> _What this task involves_:
Lines below starting with the line with "Some(diff) if n.dot(diff.rx_dir)" and going on through the line with "let tx = (-n.dot(diff.rx_origin.to_vec())" must be output exactly; the rest of the records must be left out.

> _Source material_:
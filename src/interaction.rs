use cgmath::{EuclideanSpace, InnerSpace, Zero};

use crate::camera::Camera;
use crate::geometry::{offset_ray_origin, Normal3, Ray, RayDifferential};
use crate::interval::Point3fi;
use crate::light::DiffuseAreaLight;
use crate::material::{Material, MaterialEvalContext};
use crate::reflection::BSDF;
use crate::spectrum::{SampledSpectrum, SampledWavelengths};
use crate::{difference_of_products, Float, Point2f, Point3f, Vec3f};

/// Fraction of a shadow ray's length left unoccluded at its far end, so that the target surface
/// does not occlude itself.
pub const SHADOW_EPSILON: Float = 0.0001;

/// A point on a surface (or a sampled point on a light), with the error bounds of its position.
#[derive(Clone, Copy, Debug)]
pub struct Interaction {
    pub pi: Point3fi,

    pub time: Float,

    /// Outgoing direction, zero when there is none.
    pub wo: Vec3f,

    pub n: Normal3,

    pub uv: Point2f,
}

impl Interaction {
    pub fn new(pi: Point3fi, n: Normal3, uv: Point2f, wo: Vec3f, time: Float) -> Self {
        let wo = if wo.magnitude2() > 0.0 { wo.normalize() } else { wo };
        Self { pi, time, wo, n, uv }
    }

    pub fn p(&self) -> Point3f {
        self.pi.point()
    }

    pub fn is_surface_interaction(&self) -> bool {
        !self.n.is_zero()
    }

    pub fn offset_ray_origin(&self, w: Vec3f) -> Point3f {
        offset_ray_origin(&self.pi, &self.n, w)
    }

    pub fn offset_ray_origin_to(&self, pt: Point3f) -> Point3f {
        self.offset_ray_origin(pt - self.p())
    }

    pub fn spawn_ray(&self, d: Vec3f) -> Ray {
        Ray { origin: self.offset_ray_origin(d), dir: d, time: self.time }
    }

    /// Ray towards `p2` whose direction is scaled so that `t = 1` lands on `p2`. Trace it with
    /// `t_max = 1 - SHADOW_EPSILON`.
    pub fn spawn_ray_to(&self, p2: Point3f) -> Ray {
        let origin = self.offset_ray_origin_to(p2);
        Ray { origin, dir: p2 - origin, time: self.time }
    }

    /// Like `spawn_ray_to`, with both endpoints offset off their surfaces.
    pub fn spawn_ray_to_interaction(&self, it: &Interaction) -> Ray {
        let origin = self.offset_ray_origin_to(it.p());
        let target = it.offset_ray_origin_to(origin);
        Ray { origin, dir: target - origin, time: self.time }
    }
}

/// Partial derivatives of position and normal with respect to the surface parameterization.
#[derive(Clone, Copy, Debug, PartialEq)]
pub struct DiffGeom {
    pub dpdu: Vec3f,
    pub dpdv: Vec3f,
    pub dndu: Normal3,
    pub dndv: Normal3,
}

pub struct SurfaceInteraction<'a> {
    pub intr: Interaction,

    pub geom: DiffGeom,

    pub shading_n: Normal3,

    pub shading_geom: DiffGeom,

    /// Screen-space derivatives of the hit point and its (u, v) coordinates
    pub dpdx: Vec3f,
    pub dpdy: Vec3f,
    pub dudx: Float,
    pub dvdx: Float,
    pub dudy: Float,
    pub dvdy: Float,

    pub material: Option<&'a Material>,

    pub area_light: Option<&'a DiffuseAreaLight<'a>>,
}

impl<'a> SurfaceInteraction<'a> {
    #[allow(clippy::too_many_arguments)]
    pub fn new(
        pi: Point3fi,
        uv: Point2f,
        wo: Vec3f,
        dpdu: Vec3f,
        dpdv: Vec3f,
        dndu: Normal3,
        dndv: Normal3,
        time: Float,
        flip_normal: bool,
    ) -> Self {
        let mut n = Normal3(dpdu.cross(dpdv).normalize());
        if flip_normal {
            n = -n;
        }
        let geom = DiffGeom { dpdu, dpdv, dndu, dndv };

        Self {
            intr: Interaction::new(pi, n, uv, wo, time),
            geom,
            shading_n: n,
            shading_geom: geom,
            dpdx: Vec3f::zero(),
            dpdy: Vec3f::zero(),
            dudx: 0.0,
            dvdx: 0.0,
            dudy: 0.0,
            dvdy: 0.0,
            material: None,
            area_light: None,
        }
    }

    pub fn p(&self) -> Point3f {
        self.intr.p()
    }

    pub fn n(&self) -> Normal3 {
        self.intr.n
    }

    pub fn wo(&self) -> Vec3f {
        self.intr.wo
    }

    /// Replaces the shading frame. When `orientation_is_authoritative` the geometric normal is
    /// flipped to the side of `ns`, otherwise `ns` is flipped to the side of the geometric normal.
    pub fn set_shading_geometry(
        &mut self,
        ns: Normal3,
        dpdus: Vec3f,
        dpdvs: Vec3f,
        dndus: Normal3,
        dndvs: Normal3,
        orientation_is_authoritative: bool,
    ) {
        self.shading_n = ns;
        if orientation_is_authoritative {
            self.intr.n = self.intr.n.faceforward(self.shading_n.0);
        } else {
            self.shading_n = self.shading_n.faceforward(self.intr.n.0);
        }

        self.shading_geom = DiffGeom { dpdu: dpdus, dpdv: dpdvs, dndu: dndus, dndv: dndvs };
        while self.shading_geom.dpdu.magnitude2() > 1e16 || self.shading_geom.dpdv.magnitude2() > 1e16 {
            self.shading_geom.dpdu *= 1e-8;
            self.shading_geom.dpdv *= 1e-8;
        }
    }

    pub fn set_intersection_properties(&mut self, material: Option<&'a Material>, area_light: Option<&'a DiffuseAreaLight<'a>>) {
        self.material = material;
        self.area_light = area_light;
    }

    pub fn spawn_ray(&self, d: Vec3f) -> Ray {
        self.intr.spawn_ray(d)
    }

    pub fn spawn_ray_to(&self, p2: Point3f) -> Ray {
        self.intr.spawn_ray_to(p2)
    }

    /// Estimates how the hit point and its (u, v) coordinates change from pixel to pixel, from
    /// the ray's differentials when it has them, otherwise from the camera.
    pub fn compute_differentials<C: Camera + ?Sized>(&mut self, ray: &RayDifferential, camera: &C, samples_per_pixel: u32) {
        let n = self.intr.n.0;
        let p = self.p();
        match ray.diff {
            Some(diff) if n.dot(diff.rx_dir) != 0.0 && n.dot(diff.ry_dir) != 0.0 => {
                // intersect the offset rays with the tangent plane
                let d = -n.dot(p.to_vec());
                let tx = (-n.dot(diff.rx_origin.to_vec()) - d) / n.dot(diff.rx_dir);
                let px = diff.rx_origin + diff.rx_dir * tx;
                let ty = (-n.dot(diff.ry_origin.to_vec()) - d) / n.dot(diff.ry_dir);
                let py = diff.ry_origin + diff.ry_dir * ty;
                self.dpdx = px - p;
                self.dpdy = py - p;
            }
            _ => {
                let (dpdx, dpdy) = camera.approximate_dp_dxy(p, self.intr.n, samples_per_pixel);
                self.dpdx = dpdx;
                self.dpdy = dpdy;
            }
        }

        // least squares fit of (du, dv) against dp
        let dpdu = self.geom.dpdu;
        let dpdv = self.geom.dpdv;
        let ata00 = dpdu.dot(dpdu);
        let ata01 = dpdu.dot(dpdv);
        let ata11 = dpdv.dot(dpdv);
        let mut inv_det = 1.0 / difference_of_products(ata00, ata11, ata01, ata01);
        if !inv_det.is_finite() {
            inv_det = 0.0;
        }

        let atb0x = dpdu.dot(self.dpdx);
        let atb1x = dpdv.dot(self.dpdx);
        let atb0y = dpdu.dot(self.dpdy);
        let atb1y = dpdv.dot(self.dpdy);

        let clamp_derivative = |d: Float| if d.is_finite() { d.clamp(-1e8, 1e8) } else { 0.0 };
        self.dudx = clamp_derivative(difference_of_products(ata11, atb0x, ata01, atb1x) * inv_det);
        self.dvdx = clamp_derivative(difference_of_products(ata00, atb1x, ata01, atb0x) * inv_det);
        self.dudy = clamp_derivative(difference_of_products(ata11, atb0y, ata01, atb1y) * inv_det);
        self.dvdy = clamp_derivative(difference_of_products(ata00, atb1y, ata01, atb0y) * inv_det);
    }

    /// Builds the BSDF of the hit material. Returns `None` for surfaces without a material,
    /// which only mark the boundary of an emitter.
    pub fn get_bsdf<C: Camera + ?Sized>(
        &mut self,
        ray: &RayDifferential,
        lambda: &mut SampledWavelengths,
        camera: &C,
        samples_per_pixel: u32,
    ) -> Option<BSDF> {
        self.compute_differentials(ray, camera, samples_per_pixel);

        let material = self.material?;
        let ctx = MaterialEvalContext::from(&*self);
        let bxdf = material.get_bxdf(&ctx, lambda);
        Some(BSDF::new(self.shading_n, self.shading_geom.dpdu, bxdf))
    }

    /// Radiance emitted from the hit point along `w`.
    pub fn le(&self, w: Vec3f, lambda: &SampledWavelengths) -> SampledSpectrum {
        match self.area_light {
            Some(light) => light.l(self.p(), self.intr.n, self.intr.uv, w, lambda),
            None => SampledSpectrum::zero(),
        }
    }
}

> _Task response_:
            Some(diff) if n.dot(diff.rx_dir) != 0.0 && n.dot(diff.ry_dir) != 0.0 => {
                // intersect the offset rays with the tangent plane
                let d = -n.dot(p.to_vec());
                let tx = (-n.dot(diff.rx_origin.to_vec()) - d) / n.dot(diff.rx_dir);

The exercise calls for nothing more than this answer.